USG

Abstract

Scene graph (SG) representations can neatly and efficiently describe scene semantics, which has driven sustained intensive research in SG generation. In the real world, multiple modalities often coexist, with different types, such as images, text, video, and 3D data, expressing distinct characteristics. Unfortunately, current SG research is largely confined to single-modality scene modeling, preventing the full utilization of the complementary strengths of different modality SG representations in depicting holistic scene semantics.
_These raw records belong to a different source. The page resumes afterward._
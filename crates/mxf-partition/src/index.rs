//! CBR/VBR Index Table Segment codec and lookup (§3 Index Table Segment,
//! §4.7).

use crate::{Error, Result};
use mxf_core::byteio::{read_i64, read_u32, read_u8, write_i64, write_u32, write_u8, ReadSeek, WriteSeek};
use mxf_core::dictionary::INDEX_TABLE_SEGMENT;
use mxf_core::Rational;
use mxf_klv::klv::{write_klv, KlvHeader};
use std::io::Seek;

/// A per-segment hard cap on VBR entries; rolling over to a new segment even
/// within one partition is defensive and rarely hit in practice (§4.7).
pub const MAX_VBR_ENTRIES_PER_SEGMENT: usize = 5000;

#[derive(Debug, Clone, Copy, PartialEq, Eq)]
pub struct IndexEntry {
    pub temporal_offset: i8,
    pub key_frame_offset: i8,
    pub flags: u8,
    pub stream_offset: u64,
}

#[derive(Debug, Clone)]
pub struct IndexTableSegment {
    pub index_edit_rate: Rational,
    pub index_start_position: i64,
    pub index_duration: i64,
    /// Nonzero => CBR (implicit offsets); zero => VBR (explicit `entries`).
    pub edit_unit_byte_count: u32,
    pub index_sid: u32,
    pub body_sid: u32,
    pub slice_count: u8,
    pub pos_table_count: u8,
    pub entries: Vec<IndexEntry>,
    /// Absolute file offset of the first essence byte this segment's
    /// partition carries. Not part of the wire value; stamped by the writer
    /// and recovered by the reader from the owning partition's BodyOffset.
    pub essence_start_offset: u64,
}

impl IndexTableSegment {
    pub fn is_cbr(&self) -> bool {
        self.edit_unit_byte_count != 0
    }

    pub fn write(&self, w: &mut dyn WriteSeek) -> Result<u64> {
        let mut payload = Vec::with_capacity(40 + self.entries.len() * 11);
        let mut cursor = std::io::Cursor::new(&mut payload);
        write_i32_pair(&mut cursor, self.index_edit_rate)?;
        write_i64(&mut cursor, self.index_start_position)?;
        write_i64(&mut cursor, self.index_duration)?;
        write_u32(&mut cursor, self.edit_unit_byte_count)?;
        write_u32(&mut cursor, self.index_sid)?;
        write_u32(&mut cursor, self.body_sid)?;
        write_u8(&mut cursor, self.slice_count)?;
        write_u8(&mut cursor, self.pos_table_count)?;
        // DeltaEntryArray: one entry {PosTable=0, Slice=0, ElementDelta=0}.
        write_u32(&mut cursor, 1)?;
        write_u32(&mut cursor, 6)?;
        write_u8(&mut cursor, 0)?;
        write_u8(&mut cursor, 0)?;
        write_u32(&mut cursor, 0)?;

        if self.is_cbr() {
            write_u32(&mut cursor, 0)?;
            write_u32(&mut cursor, 11)?;
        } else {
            write_u32(&mut cursor, self.entries.len() as u32)?;
            write_u32(&mut cursor, 11)?;
            for entry in &self.entries {
                write_u8(&mut cursor, entry.temporal_offset as u8)?;
                write_u8(&mut cursor, entry.key_frame_offset as u8)?;
                write_u8(&mut cursor, entry.flags)?;
                mxf_core::byteio::write_u64(&mut cursor, entry.stream_offset)?;
            }
        }
        Ok(write_klv(w, &INDEX_TABLE_SEGMENT, &payload)?)
    }

    pub fn read(r: &mut dyn ReadSeek) -> Result<Self> {
        let hdr = KlvHeader::read(r)?;
        if hdr.key != INDEX_TABLE_SEGMENT {
            return Err(Error::BadIndex("key is not IndexTableSegment".into()));
        }
        let index_edit_rate = read_i32_pair(r)?;
        let index_start_position = read_i64(r)?;
        let index_duration = read_i64(r)?;
        let edit_unit_byte_count = read_u32(r)?;
        let index_sid = read_u32(r)?;
        let body_sid = read_u32(r)?;
        let slice_count = read_u8(r)?;
        let pos_table_count = read_u8(r)?;

        let delta_count = read_u32(r)?;
        let delta_item_len = read_u32(r)?;
        for _ in 0..delta_count {
            let mut skip = vec![0u8; delta_item_len as usize];
            std::io::Read::read_exact(r, &mut skip)?;
        }

        let entry_count = read_u32(r)?;
        let entry_item_len = read_u32(r)?;
        let mut entries = Vec::with_capacity(entry_count as usize);
        for _ in 0..entry_count {
            let temporal_offset = read_u8(r)? as i8;
            let key_frame_offset = read_u8(r)? as i8;
            let flags = read_u8(r)?;
            let stream_offset = mxf_core::byteio::read_u64(r)?;
            entries.push(IndexEntry { temporal_offset, key_frame_offset, flags, stream_offset });
            if entry_item_len > 11 {
                r.seek(std::io::SeekFrom::Current((entry_item_len - 11) as i64))?;
            }
        }
        hdr.skip(r)?;

        if edit_unit_byte_count == 0 && entries.len() as i64 != index_duration {
            return Err(Error::BadIndex(format!(
                "VBR segment entry count {} does not match IndexDuration {}",
                entries.len(),
                index_duration
            )));
        }

        Ok(Self {
            index_edit_rate,
            index_start_position,
            index_duration,
            edit_unit_byte_count,
            index_sid,
            body_sid,
            slice_count,
            pos_table_count,
            entries,
            essence_start_offset: 0,
        })
    }
}

fn write_i32_pair(w: &mut dyn WriteSeek, r: Rational) -> Result<()> {
    r.write(w)
}

fn read_i32_pair(r: &mut dyn ReadSeek) -> Result<Rational> {
    Ok(Rational::read(r)?)
}

/// CBR index writer: a single segment covering the whole container.
#[derive(Debug, Clone)]
pub struct CbrIndexWriter {
    pub segment: IndexTableSegment,
}

impl CbrIndexWriter {
    pub fn new(sample_size_bytes: u32, edit_rate: Rational, index_sid: u32, body_sid: u32) -> Self {
        Self {
            segment: IndexTableSegment {
                index_edit_rate: edit_rate,
                index_start_position: 0,
                index_duration: 0,
                edit_unit_byte_count: sample_size_bytes,
                index_sid,
                body_sid,
                slice_count: 0,
                pos_table_count: 0,
                entries: Vec::new(),
                essence_start_offset: 0,
            },
        }
    }

    pub fn advance(&mut self, edit_units: i64) {
        self.segment.index_duration += edit_units;
    }

    pub fn offset_of(&self, frame_num: u64) -> u64 {
        frame_num * self.segment.edit_unit_byte_count as u64 + self.segment.essence_start_offset
    }
}

/// VBR index writer: maintains a "current" segment, rolling over at
/// [`MAX_VBR_ENTRIES_PER_SEGMENT`] or when the caller closes a partition.
#[derive(Debug, Clone)]
pub struct VbrIndexWriter {
    pub edit_rate: Rational,
    pub index_sid: u32,
    pub body_sid: u32,
    pub current: IndexTableSegment,
    pub finished: Vec<IndexTableSegment>,
}

impl VbrIndexWriter {
    pub fn new(edit_rate: Rational, index_sid: u32, body_sid: u32, essence_start_offset: u64) -> Self {
        Self {
            edit_rate,
            index_sid,
            body_sid,
            current: Self::fresh_segment(edit_rate, index_sid, body_sid, 0, essence_start_offset),
            finished: Vec::new(),
        }
    }

    fn fresh_segment(
        edit_rate: Rational,
        index_sid: u32,
        body_sid: u32,
        start_position: i64,
        essence_start_offset: u64,
    ) -> IndexTableSegment {
        IndexTableSegment {
            index_edit_rate: edit_rate,
            index_start_position: start_position,
            index_duration: 0,
            edit_unit_byte_count: 0,
            index_sid,
            body_sid,
            slice_count: 0,
            pos_table_count: 0,
            entries: Vec::new(),
            essence_start_offset,
        }
    }

    /// Append one index entry for the frame just written, rolling over to a
    /// new segment if the cap is reached.
    pub fn push_index_entry(&mut self, stream_offset: u64) {
        if self.current.entries.len() >= MAX_VBR_ENTRIES_PER_SEGMENT {
            self.roll_over(self.current.essence_start_offset);
        }
        self.current.entries.push(IndexEntry {
            temporal_offset: 0,
            key_frame_offset: 0,
            flags: 0,
            stream_offset,
        });
        self.current.index_duration += 1;
    }

    /// Finalize the current segment and start a fresh one (used both by the
    /// per-partition cap and the explicit body/index partition boundary in
    /// the frame-wrap writer).
    pub fn roll_over(&mut self, next_essence_start_offset: u64) {
        let next_start = self.current.index_start_position + self.current.index_duration;
        let finished = std::mem::replace(
            &mut self.current,
            Self::fresh_segment(self.edit_rate, self.index_sid, self.body_sid, next_start, next_essence_start_offset),
        );
        tracing::debug!(
            index_start_position = finished.index_start_position,
            index_duration = finished.index_duration,
            next_start,
            "rolled over VBR index segment"
        );
        self.finished.push(finished);
    }

    /// Drain all segments (finished + current, if non-empty), leaving the
    /// writer ready for a fresh current segment.
    pub fn take_all(&mut self, next_essence_start_offset: u64) -> Vec<IndexTableSegment> {
        if !self.current.entries.is_empty() {
            self.roll_over(next_essence_start_offset);
        }
        std::mem::take(&mut self.finished)
    }
}

/// Unified reader over every IndexTableSegment gathered from a file's
/// partitions (§4.7 `IndexReader`).
#[derive(Debug, Clone, Default)]
pub struct IndexReader {
    pub segments: Vec<IndexTableSegment>,
}

impl IndexReader {
    pub fn new() -> Self {
        Self { segments: Vec::new() }
    }

    pub fn add_segment(&mut self, segment: IndexTableSegment) {
        self.segments.push(segment);
    }

    /// Resolve `frame_num` to an absolute file offset (§4.7).
    pub fn lookup(&self, frame_num: u64) -> Result<u64> {
        for segment in &self.segments {
            if segment.is_cbr() {
                let container_len = segment.index_duration.max(0) as u64;
                if container_len != 0 && frame_num >= container_len {
                    continue;
                }
                return Ok(frame_num * segment.edit_unit_byte_count as u64 + segment.essence_start_offset);
            }
            let start = segment.index_start_position.max(0) as u64;
            let end = start + segment.index_duration.max(0) as u64;
            if frame_num >= start && frame_num < end {
                let idx = (frame_num - start) as usize;
                let entry = segment
                    .entries
                    .get(idx)
                    .ok_or_else(|| Error::BadIndex("entry index within segment bounds but array too short".into()))?;
                return Ok(segment.essence_start_offset + entry.stream_offset);
            }
        }
        let container_len: u64 = self
            .segments
            .iter()
            .map(|s| s.index_duration.max(0) as u64)
            .max()
            .unwrap_or(0);
        Err(Error::OutOfRange { frame_num, container_len })
    }
}

#[cfg(test)]
mod tests {
    use super::*;
    use std::io::Cursor;

    #[test]
    fn cbr_offset_is_linear() {
        let mut w = CbrIndexWriter::new(12000, Rational::new(24, 1), 2, 1);
        w.segment.essence_start_offset = 16384;
        w.advance(48);
        assert_eq!(w.offset_of(0), 16384);
        assert_eq!(w.offset_of(23), 23 * 12000 + 16384);
    }

    #[test]
    fn vbr_rolls_over_at_cap() {
        let mut w = VbrIndexWriter::new(Rational::new(24, 1), 2, 1, 0);
        for i in 0..MAX_VBR_ENTRIES_PER_SEGMENT + 5 {
            w.push_index_entry(i as u64 * 100);
        }
        assert_eq!(w.finished.len(), 1);
        assert_eq!(w.finished[0].entries.len(), MAX_VBR_ENTRIES_PER_SEGMENT);
        assert_eq!(w.current.entries.len(), 5);
    }

    #[test]
    fn roundtrip_vbr_segment() {
        let mut segment = IndexTableSegment {
            index_edit_rate: Rational::new(24, 1),
            index_start_position: 0,
            index_duration: 2,
            edit_unit_byte_count: 0,
            index_sid: 2,
            body_sid: 1,
            slice_count: 0,
            pos_table_count: 0,
            entries: vec![
                IndexEntry { temporal_offset: 0, key_frame_offset: 0, flags: 0, stream_offset: 0 },
                IndexEntry { temporal_offset: 0, key_frame_offset: 0, flags: 0, stream_offset: 1000 },
            ],
            essence_start_offset: 0,
        };
        segment.essence_start_offset = 0;

        let mut buf = Cursor::new(Vec::new());
        segment.write(&mut buf).unwrap();
        let mut cur = Cursor::new(buf.into_inner());
        let read_back = IndexTableSegment::read(&mut cur).unwrap();
        assert_eq!(read_back.entries.len(), 2);
        assert_eq!(read_back.entries[1].stream_offset, 1000);
    }

    #[test]
    fn unified_lookup_cbr_and_out_of_range() {
        let mut reader = IndexReader::new();
        reader.add_segment(IndexTableSegment {
            index_edit_rate: Rational::new(24, 1),
            index_start_position: 0,
            index_duration: 48,
            edit_unit_byte_count: 12000,
            index_sid: 2,
            body_sid: 1,
            slice_count: 0,
            pos_table_count: 0,
            entries: Vec::new(),
            essence_start_offset: 16384,
        });
        assert_eq!(reader.lookup(0).unwrap(), 16384);
        assert_eq!(reader.lookup(23).unwrap(), 23 * 12000 + 16384);
        assert!(reader.lookup(48).is_err());
    }
}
To this end, we introduce Universal SG (USG), a novel representation capable of fully characterizing comprehensive semantic scenes from any given combination of modality inputs, encompassing modality-invariant and modality-specific scenes, as shown in Fig. 1. Further, we tailor a niche-targeting USG parser, USG-Par, which effectively addresses two key bottlenecks of cross-modal object alignment and out-of-domain challenges. We design the USG-Par with modular architecture for end-to-end USG generation, in which we devise an object associator to relieve the modality gap for cross-modal object alignment. Further, we propose a text-centric scene contrasting learning mechanism to mitigate domain imbalances by aligning multimodal objects and relations with textual SGs. Through extensive experiments, we demonstrate that USG offers a stronger capability for expressing scene semantics than standalone SGs, and also that our USG-Par achieves higher efficacy and performance.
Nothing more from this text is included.